Belloc
Here richly, with
ridiculous display,
The Politician's corpse was laid away.
While all of his acquaintance sneered and slanged
I wept: for I had longed to see him hanged – Hilaire Belloc
A news item written by Dean Pagani in The Laurel tells us the Hartford Courant will no longer be
endorsing candidates for office at the state level. “It would be better,”
Pagani writes, “if the Courant and Tribune [the paper’s owner] just told the
truth. Our [Courant] staff has been cut dramatically, no one reads the
editorial page, so we are focusing on the news we can best deliver.”
Well sure, honesty is always the best policy, but Pagani has
said far too little. The Courant, the ownership of which has shifted hands over
the years, has been outflanked by other news conglomerates. Courant reporters
have either retired or drifted off to greener pastures. The conglomeratization
of news is a serious problem. Big, in the news business, is not always better;
it is simply more remunerative. Large news organization can increase profits by
cutting staff and relying on resources outside Connecticut for its news filler.

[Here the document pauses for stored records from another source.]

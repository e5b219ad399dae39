//! Shared cache of loaded meshes.
//!
//! # Single-flight loading
//!
//! ```text
//! worker A ─┐
//!           │                        spawned load
//! worker B ─┼──► MeshRegistry ─────► MeshLoader::load
//!           │        │                     │
//! worker C ─┘        │                     │
//!                    ▼                     ▼
//!             [A, B, C all receive the same Ok or Err]
//! ```
//!
//! The first caller for a mesh id registers a broadcast sender in
//! `in_flight` and spawns the load; later callers subscribe to it. The load
//! runs in its own task so a cancelled caller never strands the waiters.
//! A successful load is inserted into the cache *before* the in-flight entry
//! is removed, and callers re-check the cache while holding the in-flight
//! lock, so no caller can slip between the two and start a second load.
//!
//! # Pinning and eviction
//!
//! [`MeshLease`] pins an entry for as long as it is alive. Eviction (LRU,
//! bounded by entry count and payload bytes) only considers unpinned
//! entries, and the lease keeps the data alive through an `Arc` even if the
//! entry leaves the cache.

use std::collections::HashMap;
use std::ops::Deref;
use std::sync::atomic::{AtomicU64, AtomicUsize, Ordering};
use std::sync::Arc;
use std::time::{Duration, Instant};

use chrono::{DateTime, Utc};
use tokio::sync::{broadcast, Mutex, RwLock};

use crate::geo::Coordinate;
use crate::mesh::catalog::{MeshCatalog, MeshMetadata};
use crate::mesh::loader::{MeshData, MeshLoader};
use crate::mesh::MeshError;
use crate::scheduler::request::MeshHints;

type LoadResult = Result<Arc<CachedMesh>, MeshError>;

/// Bounds on what the registry keeps resident.
#[derive(Debug, Clone, Copy)]
pub struct CacheLimits {
    pub max_entries: usize,
    pub max_bytes: usize,
}

#[derive(Debug)]
struct CachedMesh {
    data: Arc<MeshData>,
    pins: AtomicUsize,
    last_used_tick: AtomicU64,
    last_used_ms: AtomicU64,
}

/// Pinned reference to a loaded mesh. The mesh cannot be evicted while any
/// lease on it is alive.
#[derive(Debug)]
pub struct MeshLease {
    entry: Arc<CachedMesh>,
}

impl MeshLease {
    fn new(entry: Arc<CachedMesh>) -> Self {
        entry.pins.fetch_add(1, Ordering::SeqCst);
        Self { entry }
    }

    /// Owned handle for moving the mesh into a blocking task. Does not
    /// extend the pin; keep the lease alive for the duration of use.
    pub fn shared(&self) -> Arc<MeshData> {
        self.entry.data.clone()
    }
}

impl Deref for MeshLease {
    type Target = MeshData;

    fn deref(&self) -> &MeshData {
        &self.entry.data
    }
}

impl Drop for MeshLease {
    fn drop(&mut self) {
        self.entry.pins.fetch_sub(1, Ordering::SeqCst);
    }
}

/// Snapshot of registry counters.
#[derive(Debug, Clone, Default, PartialEq, Eq)]
pub struct RegistryStats {
    /// Completed loader invocations (successful or not).
    pub loads: u64,
    pub load_failures: u64,
    /// Acquisitions served from the cache.
    pub hits: u64,
    /// Acquisitions that joined an in-flight load.
    pub coalesced: u64,
    pub evictions: u64,
    pub cached_meshes: usize,
    pub cached_bytes: usize,
}

#[derive(Debug, Default)]
struct Counters {
    loads: AtomicU64,
    load_failures: AtomicU64,
    hits: AtomicU64,
    coalesced: AtomicU64,
    evictions: AtomicU64,
}

struct RegistryInner {
    catalog: Arc<MeshCatalog>,
    loader: Arc<dyn MeshLoader>,
    limits: CacheLimits,
    cache: RwLock<HashMap<String, Arc<CachedMesh>>>,
    in_flight: Mutex<HashMap<String, broadcast::Sender<LoadResult>>>,
    epoch: Instant,
    tick: AtomicU64,
    counters: Counters,
}

impl RegistryInner {
    fn touch(&self, entry: &CachedMesh) {
        entry
            .last_used_tick
            .store(self.tick.fetch_add(1, Ordering::SeqCst), Ordering::SeqCst);
        entry
            .last_used_ms
            .store(self.epoch.elapsed().as_millis() as u64, Ordering::SeqCst);
    }

    fn cached_entry(&self, data: MeshData) -> Arc<CachedMesh> {
        let entry = Arc::new(CachedMesh {
            data: Arc::new(data),
            pins: AtomicUsize::new(0),
            last_used_tick: AtomicU64::new(0),
            last_used_ms: AtomicU64::new(0),
        });
        self.touch(&entry);
        entry
    }

    /// Evict least recently used unpinned entries until within limits.
    /// `protect` is never evicted (the entry just inserted).
    fn enforce_limits(&self, cache: &mut HashMap<String, Arc<CachedMesh>>, protect: &str) {
        loop {
            let bytes: usize = cache.values().map(|e| e.data.size_bytes).sum();
            if cache.len() <= self.limits.max_entries && bytes <= self.limits.max_bytes {
                return;
            }

            let victim = cache
                .iter()
                .filter(|(id, e)| id.as_str() != protect && e.pins.load(Ordering::SeqCst) == 0)
                .min_by_key(|(_, e)| e.last_used_tick.load(Ordering::SeqCst))
                .map(|(id, _)| id.clone());

            match victim {
                Some(id) => {
                    cache.remove(&id);
                    self.counters.evictions.fetch_add(1, Ordering::Relaxed);
                    tracing::info!(mesh_id = %id, cached = cache.len(), "Evicted mesh from cache");
                }
                None => {
                    tracing::warn!(
                        cached = cache.len(),
                        bytes,
                        "Mesh cache over budget but every other entry is pinned"
                    );
                    return;
                }
            }
        }
    }
}

/// Resolves and caches mesh handles. Cheap to clone.
#[derive(Clone)]
pub struct MeshRegistry {
    inner: Arc<RegistryInner>,
}

impl std::fmt::Debug for MeshRegistry {
    fn fmt(&self, f: &mut std::fmt::Formatter<'_>) -> std::fmt::Result {
        f.debug_struct("MeshRegistry")
            .field("limits", &self.inner.limits)
            .finish_non_exhaustive()
    }
}

impl MeshRegistry {
    pub fn new(catalog: Arc<MeshCatalog>, loader: Arc<dyn MeshLoader>, limits: CacheLimits) -> Self {
        Self {
            inner: Arc::new(RegistryInner {
                catalog,
                loader,
                limits,
                cache: RwLock::new(HashMap::new()),
                in_flight: Mutex::new(HashMap::new()),
                epoch: Instant::now(),
                tick: AtomicU64::new(0),
                counters: Counters::default(),
            }),
        }
    }

    pub fn catalog(&self) -> &Arc<MeshCatalog> {
        &self.inner.catalog
    }

    /// Choose the mesh for a request without loading it.
    pub async fn select(
        &self,
        start: &Coordinate,
        end: &Coordinate,
        at: DateTime<Utc>,
        hints: &MeshHints,
    ) -> Result<MeshMetadata, MeshError> {
        self.inner.catalog.select(start, end, at, hints).await
    }

    /// Choose and load the mesh for a request.
    pub async fn resolve(
        &self,
        start: &Coordinate,
        end: &Coordinate,
        at: DateTime<Utc>,
        hints: &MeshHints,
    ) -> Result<MeshLease, MeshError> {
        let metadata = self.select(start, end, at, hints).await?;
        self.acquire(&metadata.id).await
    }

    /// Pin the mesh `mesh_id`, loading it if necessary. Concurrent calls for
    /// the same id share one load and all observe its outcome.
    pub async fn acquire(&self, mesh_id: &str) -> Result<MeshLease, MeshError> {
        if let Some(lease) = self.lookup(mesh_id).await {
            return Ok(lease);
        }

        let mut rx = {
            let mut in_flight = self.inner.in_flight.lock().await;

            // A load may have finished between the lookup and taking the lock.
            if let Some(lease) = self.lookup(mesh_id).await {
                return Ok(lease);
            }

            match in_flight.get(mesh_id) {
                Some(tx) => {
                    self.inner.counters.coalesced.fetch_add(1, Ordering::Relaxed);
                    tracing::debug!(mesh_id, "Joining in-flight mesh load");
                    tx.subscribe()
                }
                None => {
                    let metadata = self.inner.catalog.get(mesh_id).await.ok_or_else(|| {
                        MeshError::NotFound(format!("mesh {mesh_id} is not in the catalog"))
                    })?;
                    let (tx, rx) = broadcast::channel(1);
                    in_flight.insert(mesh_id.to_string(), tx);
                    tokio::spawn(Self::load_and_publish(self.inner.clone(), metadata));
                    rx
                }
            }
        };

        match rx.recv().await {
            Ok(Ok(entry)) => {
                self.inner.touch(&entry);
                Ok(MeshLease::new(entry))
            }
            Ok(Err(e)) => Err(e),
            Err(_) => Err(MeshError::Io {
                mesh_id: mesh_id.to_string(),
                reason: "mesh load was abandoned".to_string(),
            }),
        }
    }

    async fn lookup(&self, mesh_id: &str) -> Option<MeshLease> {
        let cache = self.inner.cache.read().await;
        let entry = cache.get(mesh_id)?;
        self.inner.touch(entry);
        self.inner.counters.hits.fetch_add(1, Ordering::Relaxed);
        Some(MeshLease::new(entry.clone()))
    }

    async fn load_and_publish(inner: Arc<RegistryInner>, metadata: MeshMetadata) {
        let mesh_id = metadata.id.clone();
        let loader = inner.loader.clone();

        let loaded = tokio::spawn(async move { loader.load(&metadata).await }).await;
        let result: LoadResult = match loaded {
            Ok(Ok(data)) => Ok(inner.cached_entry(data)),
            Ok(Err(e)) => Err(e),
            Err(e) => Err(MeshError::Io {
                mesh_id: mesh_id.clone(),
                reason: format!("loader task failed: {e}"),
            }),
        };

        inner.counters.loads.fetch_add(1, Ordering::Relaxed);
        match result {
            Ok(ref entry) => {
                let mut cache = inner.cache.write().await;
                cache.insert(mesh_id.clone(), entry.clone());
                inner.enforce_limits(&mut cache, &mesh_id);
            }
            Err(ref e) => {
                inner.counters.load_failures.fetch_add(1, Ordering::Relaxed);
                tracing::warn!(mesh_id = %mesh_id, error = %e, "Mesh load failed");
            }
        }

        let tx = inner.in_flight.lock().await.remove(&mesh_id);
        if let Some(tx) = tx {
            let waiters = tx.receiver_count();
            let _ = tx.send(result);
            tracing::debug!(mesh_id = %mesh_id, waiters, "Mesh load outcome published");
        }
    }

    /// Replace the catalog and drop cached meshes that are no longer listed
    /// or whose metadata changed. Pinned meshes stay until their leases are
    /// released; the next refresh drops them.
    pub async fn refresh(&self, entries: Vec<MeshMetadata>) -> usize {
        let removed = self.inner.catalog.replace(entries.clone()).await;
        if !removed.is_empty() {
            tracing::info!(removed = ?removed, "Meshes removed from catalog");
        }

        let mut cache = self.inner.cache.write().await;
        let stale: Vec<String> = cache
            .iter()
            .filter(|(id, entry)| match entries.iter().find(|m| &m.id == *id) {
                Some(current) => *current != entry.data.metadata,
                None => true,
            })
            .filter(|(_, entry)| entry.pins.load(Ordering::SeqCst) == 0)
            .map(|(id, _)| id.clone())
            .collect();

        for id in &stale {
            cache.remove(id);
            self.inner.counters.evictions.fetch_add(1, Ordering::Relaxed);
            tracing::info!(mesh_id = %id, "Dropped cached mesh after catalog refresh");
        }
        stale.len()
    }

    /// Evict unpinned meshes unused for at least `idle`.
    pub async fn evict_idle(&self, idle: Duration) -> usize {
        let now_ms = self.inner.epoch.elapsed().as_millis() as u64;
        let idle_ms = idle.as_millis() as u64;

        let mut cache = self.inner.cache.write().await;
        let before = cache.len();
        cache.retain(|id, entry| {
            let unused_for = now_ms.saturating_sub(entry.last_used_ms.load(Ordering::SeqCst));
            let keep = entry.pins.load(Ordering::SeqCst) > 0 || unused_for < idle_ms;
            if !keep {
                tracing::info!(mesh_id = %id, unused_for_ms = unused_for, "Evicted idle mesh");
            }
            keep
        });
        let evicted = before - cache.len();
        self.inner
            .counters
            .evictions
            .fetch_add(evicted as u64, Ordering::Relaxed);
        evicted
    }

    pub async fn is_cached(&self, mesh_id: &str) -> bool {
        self.inner.cache.read().await.contains_key(mesh_id)
    }

    /// Number of live leases on a cached mesh.
    pub async fn pin_count(&self, mesh_id: &str) -> usize {
        self.inner
            .cache
            .read()
            .await
            .get(mesh_id)
            .map(|e| e.pins.load(Ordering::SeqCst))
            .unwrap_or(0)
    }

    pub async fn stats(&self) -> RegistryStats {
        let cache = self.inner.cache.read().await;
        let c = &self.inner.counters;
        RegistryStats {
            loads: c.loads.load(Ordering::Relaxed),
            load_failures: c.load_failures.load(Ordering::Relaxed),
            hits: c.hits.load(Ordering::Relaxed),
            coalesced: c.coalesced.load(Ordering::Relaxed),
            evictions: c.evictions.load(Ordering::Relaxed),
            cached_meshes: cache.len(),
            cached_bytes: cache.values().map(|e| e.data.size_bytes).sum(),
        }
    }
}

Connecticut, it may be argued, is a small state, and it
needs small and aggressive media outlets. Every time a reporter leaves a local
media, we lose memory and brainpower. Blowing up the editorial department at
the Courant may not have the effect indented by the paper’s overlords. On a
state level, opinionizing will simply leech into the news pages. This already
has happened across the nation, a decades old de-evolutionary process.
Civil War journalism, we all know, was little more than
partisan reporting. There were, at the time, both Democrat and Republican newspapers.
In the post-modern period, we appear to have reprised the post-Civil War media
model.
To the extent that Connecticut news organizations do not
strike an attitude of opposition to the reigning power – the Democrat Party in
Connecticut, especially in its blighted urban sectors – it will be enticingly
absorbed by the reigning power. Over time, a pragmatic, business policy of non-resistant
to a single party hegemonic state makes
news outlets little more than party propaganda instruments, and papers wholly
owned subsidiaries of the power of force.
Part of this writer’s onerous duties is to watch carefully
for signs of true media independence but, sadly, he cannot recall many recent
editorials critical of any notable Democrat politician of long standing in
Connecticut, unless, to vary an abandoned phrase no longer in use, the beloved
politician has been “caught in bed with a dead girl or a live boy.”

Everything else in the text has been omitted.